I wrote this by hand on paper while camping, way out in the woods.
Best to All,
Owl
----------------
When we last left our hero he was sitting on the
outermost outskirts of the ailing US Empire in one of the last undeveloped
regions of its eastern seaboard.
Surrounded by the vast miraculous beauty of a landscape at least vaguely
akin to what the long extinct sabertooths and giant sloths saw, he pondered an
injury of several months ago, which had altered his mobility, perhaps forever,
and struggled to be deep. It was easy to
get lost in petty reflections and frivolous musings, not to mention the urge to
masturbate--in fact, he knew he was a bit of ephemera on a planet that was
changing at a very alarming speed thanks to the advance and abundance of
humanity, currently teeming on a saturated globe, their selfishness stoked by
capitalism and technology, and the fears and material urges thus
magnified. Well, there was nothing he
could do about it, though there was always good cause to fret. Due to global warming, caused by coal plants
and cars (and the methane farting out of cattle asses) many big cities would be
heading underwater--but for half the people, the Republicans, it was too
painful to face so they made up reasons to hate the other half of the people,
the Democrats who kept annoying them with facts. Indeed, a psychological diametric had taken
hold in which half the people believed one list of things and the other half
believed another such list, and the two lists contradicted each other point by
point. Every night and every day it went
on and on, going nowhere while the sea kept rising up and the status of human
beings as dignified creatures went down and down (actually, our hero thought
this had bottomed up some time ago).
With the stupidity of humanity almost
incontrovertible (there was always a large reserve of genocides, wars,
inquisitions, oppressions, and run-of-the-mill rapes and violence to fall back
on, along with the associated miasmas of denial and fanaticism), there was
little hope for the benevolence of the Creator.
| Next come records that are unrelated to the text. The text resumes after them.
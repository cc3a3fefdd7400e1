//! Valuation methods
//!
//! Each method produces an independent raw value from validated input and
//! the resolved industry entry. Earnings-based methods never go below zero;
//! the asset method is a liquidation floor rather than a blended input.

use super::error::ValuationError;
use super::industry::IndustryMultipleEntry;
use super::types::ValidatedFinancials;
use crate::config::{IncomeConfig, SynthesisConfig};
use rust_decimal::Decimal;

/// Everything a method may look at
#[derive(Debug, Clone)]
pub struct MethodInputs<'a> {
    pub financials: &'a ValidatedFinancials,
    pub industry: &'a IndustryMultipleEntry,
    /// Industry revenue multiple after growth/position/margin/recurring factors
    pub adjusted_revenue_multiple: Decimal,
}

/// Trait for valuation method implementations
pub trait ValuationMethod: Send + Sync {
    /// Short method name, used in logs
    fn name(&self) -> &'static str;
    /// Raw value for the given inputs
    fn value(&self, inputs: &MethodInputs<'_>) -> Result<Decimal, ValuationError>;
}

fn mul(a: Decimal, b: Decimal, stage: &'static str) -> Result<Decimal, ValuationError> {
    a.checked_mul(b).ok_or_else(|| ValuationError::overflow(stage))
}

/// Revenue times the adjusted industry multiple
#[derive(Debug, Clone, Copy, Default)]
pub struct MarketMultipleMethod;

impl ValuationMethod for MarketMultipleMethod {
    fn name(&self) -> &'static str {
        "market multiple"
    }

    fn value(&self, inputs: &MethodInputs<'_>) -> Result<Decimal, ValuationError> {
        let value = mul(
            inputs.financials.annual_revenue,
            inputs.adjusted_revenue_multiple,
            self.name(),
        )?;
        Ok(value.max(Decimal::ZERO))
    }
}

/// EBITDA times the industry EBITDA multiple
///
/// The built-in table derives EBITDA multiples as three times the revenue
/// multiple, which is a rough heuristic rather than market data.
#[derive(Debug, Clone, Copy, Default)]
pub struct EbitdaMultipleMethod;

impl ValuationMethod for EbitdaMultipleMethod {
    fn name(&self) -> &'static str {
        "ebitda multiple"
    }

    fn value(&self, inputs: &MethodInputs<'_>) -> Result<Decimal, ValuationError> {
        let value = mul(
            inputs.financials.ebitda,
            inputs.industry.ebitda_multiple,
            self.name(),
        )?;
        Ok(value.max(Decimal::ZERO))
    }
}

/// Income-style single-period capitalization
///
/// EBITDA grown one period at the industry rate, capitalized at a fixed
/// terminal multiple and discounted one period. Not a multi-year DCF.
#[derive(Debug, Clone)]
pub struct IncomeMethod {
    pub terminal_multiple: Decimal,
    pub discount_rate: Decimal,
}

impl IncomeMethod {
    pub fn new(terminal_multiple: Decimal, discount_rate: Decimal) -> Self {
        Self {
            terminal_multiple,
            discount_rate,
        }
    }

    pub fn from_config(config: &IncomeConfig) -> Self {
        Self::new(config.terminal_multiple, config.discount_rate)
    }
}

impl ValuationMethod for IncomeMethod {
    fn name(&self) -> &'static str {
        "income capitalization"
    }

    fn value(&self, inputs: &MethodInputs<'_>) -> Result<Decimal, ValuationError> {
        let projected = mul(
            inputs.financials.ebitda,
            Decimal::ONE + inputs.industry.growth_rate,
            self.name(),
        )?;
        let capitalized = mul(projected, self.terminal_multiple, self.name())?;
        let value = capitalized
            .checked_div(Decimal::ONE + self.discount_rate)
            .ok_or_else(|| ValuationError::overflow(self.name()))?;
        Ok(value.max(Decimal::ZERO))
    }
}

/// Net assets after a liquidation haircut, clamped at zero
#[derive(Debug, Clone)]
pub struct AssetFloorMethod {
    pub haircut: Decimal,
}

impl AssetFloorMethod {
    pub fn new(haircut: Decimal) -> Self {
        Self { haircut }
    }

    pub fn from_config(config: &SynthesisConfig) -> Self {
        Self::new(config.asset_floor_haircut)
    }
}

impl ValuationMethod for AssetFloorMethod {
    fn name(&self) -> &'static str {
        "asset floor"
    }

    fn value(&self, inputs: &MethodInputs<'_>) -> Result<Decimal, ValuationError> {
        let net_assets = inputs.financials.net_assets()?;
        let floor = mul(net_assets, self.haircut, self.name())?;
        Ok(floor.max(Decimal::ZERO))
    }
}
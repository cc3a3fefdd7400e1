//! Synthesis of method outputs into the final estimate
//!
//! The range comes from dispersion across the market, income and asset
//! methods. Confidence is a data-quality signal and ignores how wide the range is.

use super::adjustments::ResolvedAdjustments;
use super::error::ValuationError;
use super::industry::IndustryMultipleEntry;
use super::types::{ConfidenceLevel, ValidatedFinancials, ValuationRange};
use crate::config::{ConfidenceConfig, SynthesisConfig};
use rust_decimal::{Decimal, RoundingStrategy};
use rust_decimal_macros::dec;

/// Decimal places kept on monetary outputs
pub const MONEY_DP: u32 = 2;

/// Round a monetary value to cents
pub fn round_money(value: Decimal) -> Decimal {
    value.round_dp(MONEY_DP)
}

/// Weighted blend of the market-multiple and income values
pub fn blend(
    market: Decimal,
    income: Decimal,
    config: &SynthesisConfig,
) -> Result<Decimal, ValuationError> {
    let market_part = market
        .checked_mul(config.market_weight)
        .ok_or_else(|| ValuationError::overflow("blend"))?;
    let income_part = income
        .checked_mul(config.income_weight)
        .ok_or_else(|| ValuationError::overflow("blend"))?;
    market_part
        .checked_add(income_part)
        .ok_or_else(|| ValuationError::overflow("blend"))
}

/// Risk-adjusted point estimate, never below the asset floor
pub fn point_estimate(
    blended: Decimal,
    risk_factor: Decimal,
    asset_floor: Decimal,
) -> Result<Decimal, ValuationError> {
    let adjusted = blended
        .checked_mul(risk_factor)
        .ok_or_else(|| ValuationError::overflow("risk discount"))?;
    Ok(adjusted.max(asset_floor))
}

/// Range across method values
///
/// `low`/`high` are the min/max method value after the risk discount and
/// `median` is their midpoint. Values are rounded to cents, which keeps the
/// ordering intact.
pub fn valuation_range(
    method_values: &[Decimal],
    risk_factor: Decimal,
) -> Result<ValuationRange, ValuationError> {
    let min = method_values.iter().copied().min().unwrap_or(Decimal::ZERO);
    let max = method_values.iter().copied().max().unwrap_or(Decimal::ZERO);

    let discount = |value: Decimal| {
        value
            .checked_mul(risk_factor)
            .map(round_money)
            .ok_or_else(|| ValuationError::overflow("range"))
    };
    let low = discount(min)?;
    let high = discount(max)?;
    let median = low
        .checked_add(high)
        .map(|sum| round_money(sum / dec!(2)))
        .ok_or_else(|| ValuationError::overflow("range"))?;

    Ok(ValuationRange { low, median, high })
}

/// Classify input quality
///
/// `High` needs meaningful revenue, positive EBITDA and positive growth.
/// `Low` covers tiny revenue or losses. Everything else is `Medium`.
pub fn classify_confidence(
    financials: &ValidatedFinancials,
    config: &ConfidenceConfig,
) -> ConfidenceLevel {
    if financials.annual_revenue > config.high_revenue_threshold
        && financials.ebitda > Decimal::ZERO
        && financials.revenue_growth_rate_percent > Decimal::ZERO
    {
        ConfidenceLevel::High
    } else if financials.annual_revenue < config.low_revenue_threshold
        || financials.ebitda < Decimal::ZERO
    {
        ConfidenceLevel::Low
    } else {
        ConfidenceLevel::Medium
    }
}

fn one_decimal(value: Decimal) -> Decimal {
    value.round_dp_with_strategy(1, RoundingStrategy::MidpointAwayFromZero)
}

fn percent(fraction: Decimal) -> Result<Decimal, ValuationError> {
    fraction
        .checked_mul(dec!(100))
        .map(one_decimal)
        .ok_or_else(|| ValuationError::overflow("key drivers"))
}

/// Explanation strings in fixed order
///
/// industry multiple, growth, position, margin, recurring share, and a
/// trailing risk line only when a discount applied.
pub fn key_drivers(
    financials: &ValidatedFinancials,
    industry: &IndustryMultipleEntry,
    industry_matched: bool,
    adjustments: &ResolvedAdjustments,
) -> Result<Vec<String>, ValuationError> {
    let industry_line = if industry_matched {
        format!(
            "Industry multiple: {}x revenue ({})",
            industry.revenue_multiple.normalize(),
            industry.industry_key
        )
    } else {
        format!(
            "Industry multiple: {}x revenue ({} baseline, '{}' not in reference table)",
            industry.revenue_multiple.normalize(),
            industry.industry_key,
            financials.industry
        )
    };

    let mut drivers = vec![
        industry_line,
        format!(
            "Revenue growth: {:.1}%",
            one_decimal(financials.revenue_growth_rate_percent)
        ),
        format!("Market position: {}", financials.market_position),
        format!("EBITDA margin: {:.1}%", percent(adjustments.ebitda_margin)?),
        format!(
            "Recurring revenue: {:.1}% of revenue",
            percent(adjustments.recurring_share)?
        ),
    ];

    if let Some(discount) = adjustments.risk_discount {
        drivers.push(format!(
            "Risk discount: x{} ({})",
            adjustments.factors.risk.normalize(),
            discount.describe()
        ));
    }

    Ok(drivers)
}
//! Industry reference table
//!
//! Baseline multiples per industry. Lookups are exact and case-sensitive;
//! anything unrecognised resolves to the `Other` entry, since free-text
//! industry labels are expected.

use rust_decimal::Decimal;
use rust_decimal_macros::dec;
use serde::{Deserialize, Serialize};
use std::collections::HashMap;

/// Key of the fallback entry
pub const OTHER_INDUSTRY: &str = "Other";

/// Revenue-multiple to EBITDA-multiple conversion used by the built-in table
const EBITDA_CONVERSION: Decimal = dec!(3);

/// Baseline multiples for one industry
#[derive(Debug, Clone, PartialEq, Eq, Serialize, Deserialize)]
#[serde(rename_all = "camelCase")]
pub struct IndustryMultipleEntry {
    pub industry_key: String,
    pub revenue_multiple: Decimal,
    pub ebitda_multiple: Decimal,
    /// Expected one-period EBITDA growth (0.05 = 5%)
    #[serde(default = "default_growth_rate")]
    pub growth_rate: Decimal,
}

fn default_growth_rate() -> Decimal {
    dec!(0.05)
}

impl IndustryMultipleEntry {
    /// Build an entry whose EBITDA multiple is derived from the revenue multiple
    pub fn from_revenue_multiple(
        industry_key: impl Into<String>,
        revenue_multiple: Decimal,
        growth_rate: Decimal,
    ) -> Self {
        Self {
            industry_key: industry_key.into(),
            revenue_multiple,
            ebitda_multiple: revenue_multiple * EBITDA_CONVERSION,
            growth_rate,
        }
    }
}

/// Read-only industry lookup
#[derive(Debug, Clone)]
pub struct IndustryTable {
    entries: HashMap<String, IndustryMultipleEntry>,
    fallback: IndustryMultipleEntry,
}

impl IndustryTable {
    /// Create a table from entries and an explicit fallback
    pub fn new(
        entries: impl IntoIterator<Item = IndustryMultipleEntry>,
        fallback: IndustryMultipleEntry,
    ) -> Self {
        let entries = entries
            .into_iter()
            .map(|entry| (entry.industry_key.clone(), entry))
            .collect();
        Self { entries, fallback }
    }

    /// Entry for `industry_key`, or the fallback
    pub fn lookup(&self, industry_key: &str) -> &IndustryMultipleEntry {
        self.resolve(industry_key).0
    }

    /// Entry for `industry_key` and whether it matched a real entry
    pub fn resolve(&self, industry_key: &str) -> (&IndustryMultipleEntry, bool) {
        match self.entries.get(industry_key) {
            Some(entry) => (entry, true),
            None => (&self.fallback, industry_key == self.fallback.industry_key),
        }
    }

    /// The fallback entry
    pub fn fallback(&self) -> &IndustryMultipleEntry {
        &self.fallback
    }

    /// Merge entries over the table, replacing same-keyed ones
    ///
    /// An entry keyed `Other` replaces the fallback.
    pub fn with_overrides(mut self, overrides: impl IntoIterator<Item = IndustryMultipleEntry>) -> Self {
        for entry in overrides {
            if entry.industry_key == OTHER_INDUSTRY {
                self.fallback = entry;
            } else {
                self.entries.insert(entry.industry_key.clone(), entry);
            }
        }
        self
    }

    /// All entries sorted by key, fallback last
    pub fn entries(&self) -> Vec<&IndustryMultipleEntry> {
        let mut entries: Vec<_> = self.entries.values().collect();
        entries.sort_by(|a, b| a.industry_key.cmp(&b.industry_key));
        entries.push(&self.fallback);
        entries
    }

    /// Number of entries, counting the fallback
    pub fn len(&self) -> usize {
        self.entries.len() + 1
    }

    /// Always `false`: the fallback entry is part of every table
    pub fn is_empty(&self) -> bool {
        false
    }
}

impl Default for IndustryTable {
    fn default() -> Self {
        let entry = IndustryMultipleEntry::from_revenue_multiple;
        Self::new(
            [
                entry("Technology", dec!(4.5), dec!(0.12)),
                entry("Healthcare", dec!(3.2), dec!(0.08)),
                entry("Financial Services", dec!(3.0), dec!(0.06)),
                entry("Real Estate", dec!(2.8), dec!(0.05)),
                entry("Manufacturing", dec!(1.8), dec!(0.04)),
                entry("Retail", dec!(1.2), dec!(0.03)),
                entry("Food & Beverage", dec!(1.5), dec!(0.04)),
                entry("Consulting", dec!(2.0), dec!(0.06)),
                entry("Marketing & Advertising", dec!(2.2), dec!(0.07)),
                entry("Transportation", dec!(1.6), dec!(0.04)),
                entry("Construction", dec!(1.4), dec!(0.05)),
            ],
            entry(OTHER_INDUSTRY, dec!(2.5), dec!(0.05)),
        )
    }
}
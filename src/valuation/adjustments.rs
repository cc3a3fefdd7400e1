//! Adjustment factors
//!
//! Growth, market position, profitability and recurring revenue scale the
//! industry revenue multiple. The risk discount is applied later to the
//! final range and point estimate, and only the first matching risk counts.

use super::error::ValuationError;
use super::types::{AdjustmentFactors, MarketPosition, RiskLevel, ValidatedFinancials};
use crate::config::{
    EngineConfig, GrowthConfig, PositionConfig, ProfitabilityConfig, RecurringConfig, RiskConfig,
};
use rust_decimal::Decimal;
use serde::{Deserialize, Serialize};

/// Which risk discount applied, in priority order
#[derive(Debug, Clone, Copy, PartialEq, Eq, Serialize, Deserialize)]
#[serde(rename_all = "snake_case")]
pub enum RiskDiscount {
    CustomerConcentration,
    KeyPersonDependency,
    MarketRisk,
}

impl RiskDiscount {
    pub fn describe(&self) -> &'static str {
        match self {
            RiskDiscount::CustomerConcentration => "customer concentration",
            RiskDiscount::KeyPersonDependency => "key person dependency",
            RiskDiscount::MarketRisk => "market risk",
        }
    }
}

impl GrowthConfig {
    /// Step factor for year-over-year growth in percent
    pub fn factor(&self, growth_pct: Decimal) -> Decimal {
        if growth_pct > self.high_threshold_pct {
            self.high_factor
        } else if growth_pct > self.moderate_threshold_pct {
            self.moderate_factor
        } else if growth_pct < self.decline_threshold_pct {
            self.decline_factor
        } else {
            Decimal::ONE
        }
    }
}

impl PositionConfig {
    pub fn factor(&self, position: MarketPosition) -> Decimal {
        match position {
            MarketPosition::Leader => self.leader,
            MarketPosition::Strong => self.strong,
            MarketPosition::Average => self.average,
            MarketPosition::Emerging => self.emerging,
        }
    }
}

impl ProfitabilityConfig {
    /// Factor for an EBITDA margin expressed as a fraction
    pub fn factor(&self, margin: Decimal) -> Decimal {
        if margin > self.high_margin_threshold {
            self.high_margin_factor
        } else if margin < self.low_margin_threshold {
            self.low_margin_factor
        } else {
            Decimal::ONE
        }
    }
}

impl RecurringConfig {
    /// Factor for the recurring share of revenue as a fraction
    pub fn factor(&self, share: Decimal) -> Decimal {
        if share > self.high_share_threshold {
            self.high_share_factor
        } else if share > self.moderate_share_threshold {
            self.moderate_share_factor
        } else {
            Decimal::ONE
        }
    }
}

impl RiskConfig {
    /// First matching risk discount
    ///
    /// Concentration beats key-person dependency beats market risk.
    /// Discounts never stack.
    pub fn discount(&self, financials: &ValidatedFinancials) -> (Decimal, Option<RiskDiscount>) {
        if financials.customer_concentration_percent > self.concentration_threshold_pct {
            (self.concentration_factor, Some(RiskDiscount::CustomerConcentration))
        } else if financials.key_person_dependency == RiskLevel::High {
            (self.key_person_factor, Some(RiskDiscount::KeyPersonDependency))
        } else if financials.market_risk == RiskLevel::High {
            (self.market_risk_factor, Some(RiskDiscount::MarketRisk))
        } else {
            (Decimal::ONE, None)
        }
    }
}

/// Factors resolved for one request
#[derive(Debug, Clone, PartialEq)]
pub struct ResolvedAdjustments {
    pub factors: AdjustmentFactors,
    pub risk_discount: Option<RiskDiscount>,
    /// EBITDA / revenue
    pub ebitda_margin: Decimal,
    /// Recurring revenue / revenue
    pub recurring_share: Decimal,
}

impl ResolvedAdjustments {
    /// Evaluate every factor for validated input
    pub fn resolve(
        financials: &ValidatedFinancials,
        config: &EngineConfig,
    ) -> Result<Self, ValuationError> {
        let ebitda_margin = financials.ebitda_margin()?;
        let recurring_share = financials.recurring_share()?;
        let (risk, risk_discount) = config.risk.discount(financials);

        Ok(Self {
            factors: AdjustmentFactors {
                growth: config.growth.factor(financials.revenue_growth_rate_percent),
                market_position: config.position.factor(financials.market_position),
                profitability: config.profitability.factor(ebitda_margin),
                recurring_revenue: config.recurring.factor(recurring_share),
                risk,
            },
            risk_discount,
            ebitda_margin,
            recurring_share,
        })
    }

    /// Apply the multiple-level factors to a base revenue multiple
    pub fn adjust_multiple(&self, base: Decimal) -> Result<Decimal, ValuationError> {
        let f = &self.factors;
        [f.growth, f.market_position, f.profitability, f.recurring_revenue]
            .into_iter()
            .try_fold(base, |acc, factor| acc.checked_mul(factor))
            .ok_or_else(|| ValuationError::overflow("multiple adjustment"))
    }
}
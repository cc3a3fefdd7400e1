//! CLI interface for bizval
//!
//! Provides subcommands for:
//! - `value`: Value a single business
//! - `batch`: Value every request in a JSON-lines file
//! - `industries`: Show the industry reference table
//! - `config`: Show the effective configuration

mod batch;
mod value;

pub use batch::BatchArgs;
pub use value::ValueArgs;

use clap::{Parser, Subcommand, ValueEnum};

#[derive(Parser, Debug)]
#[command(name = "bizval")]
#[command(about = "Estimate the value of a business from its financials")]
#[command(version)]
pub struct Cli {
    #[command(subcommand)]
    pub command: Commands,

    /// Path to configuration file
    #[arg(short, long, default_value = "config.toml")]
    pub config: String,
}

#[derive(Subcommand, Debug)]
pub enum Commands {
    /// Value a single business
    Value(ValueArgs),
    /// Value every request in a JSON-lines file
    Batch(BatchArgs),
    /// Show the industry reference table
    Industries {
        /// Output format
        #[arg(long, value_enum, default_value = "table")]
        format: OutputFormat,
    },
    /// Show the effective configuration
    Config,
}

/// Output format for command results
#[derive(Debug, Clone, Copy, PartialEq, Eq, ValueEnum)]
pub enum OutputFormat {
    /// Human-readable table
    Table,
    /// Pretty-printed JSON
    Json,
}
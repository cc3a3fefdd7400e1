//! Structured logging setup

use tracing_subscriber::{fmt, layer::SubscriberExt, util::SubscriberInitExt, EnvFilter};

/// Log output format
#[derive(Debug, Clone, Copy, PartialEq, Eq)]
pub enum LogFormat {
    /// Human-readable format
    Pretty,
    /// JSON format for log aggregation
    Json,
}

/// Initialize logging with the given level and format
///
/// `RUST_LOG` takes precedence over `level`. Logs go to stderr so command
/// output on stdout stays machine-readable.
pub fn init_logging(level: &str, format: LogFormat) -> anyhow::Result<()> {
    let filter = EnvFilter::try_from_default_env().unwrap_or_else(|_| EnvFilter::new(level));

    let registry = tracing_subscriber::registry().with(filter);
    let result = match format {
        LogFormat::Pretty => registry
            .with(fmt::layer().with_writer(std::io::stderr))
            .try_init(),
        LogFormat::Json => registry
            .with(fmt::layer().json().with_writer(std::io::stderr))
            .try_init(),
    };

    result.map_err(|e| anyhow::anyhow!("Failed to init logging: {}", e))?;

    Ok(())
}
In vogue in realms cosmological of late was the theory of infinite
random universes, obviating the need for any sort of Creator, intelligent or
not. Any hope for a Good God/dess was
desperate relying on polytheism and balancing the atrocious state of affairs
with the admittedly amazing aspects of life.
How this good deity cohabitated with those monstrous was pretty much
beyond reckoning, requiring a leap of faith that would make a stylite
ecstatic. You had at least a
hypothetical archetypal standard of Good, measurable in various ethical ways,
say by contrasting freedom with slavery--and yet this hypothetical was a pretty
lonely place. Someday humans--or
whatever humans turned themselves into by combining with machines--might invent
an angel by filling a robot with the
right kind of advanced software, tantamount to the best of the brain; but it seemed more likely
they would invent the Devil first. In
fact, Dostoevsky had said that, if the Devil did not exist, people would have
to create him. And so far that had proved
resoundingly true.
So what to do, how to be, and what could really
matter? Dumb apes had evolved with
forelobes just large enough to create outliers:
the rare inventors and thinkers, who managed--sometimes--to tweak
reality--but the stupidity at the core of the collective human beast
remained. Ants were as adaptive as
humans and even had farms and advanced ventilation, disposal and social
systems. Individually an ant and a
typical human were pretty much the same--born into a framework of inculcated
habits--these were effective, true, but substantially rote.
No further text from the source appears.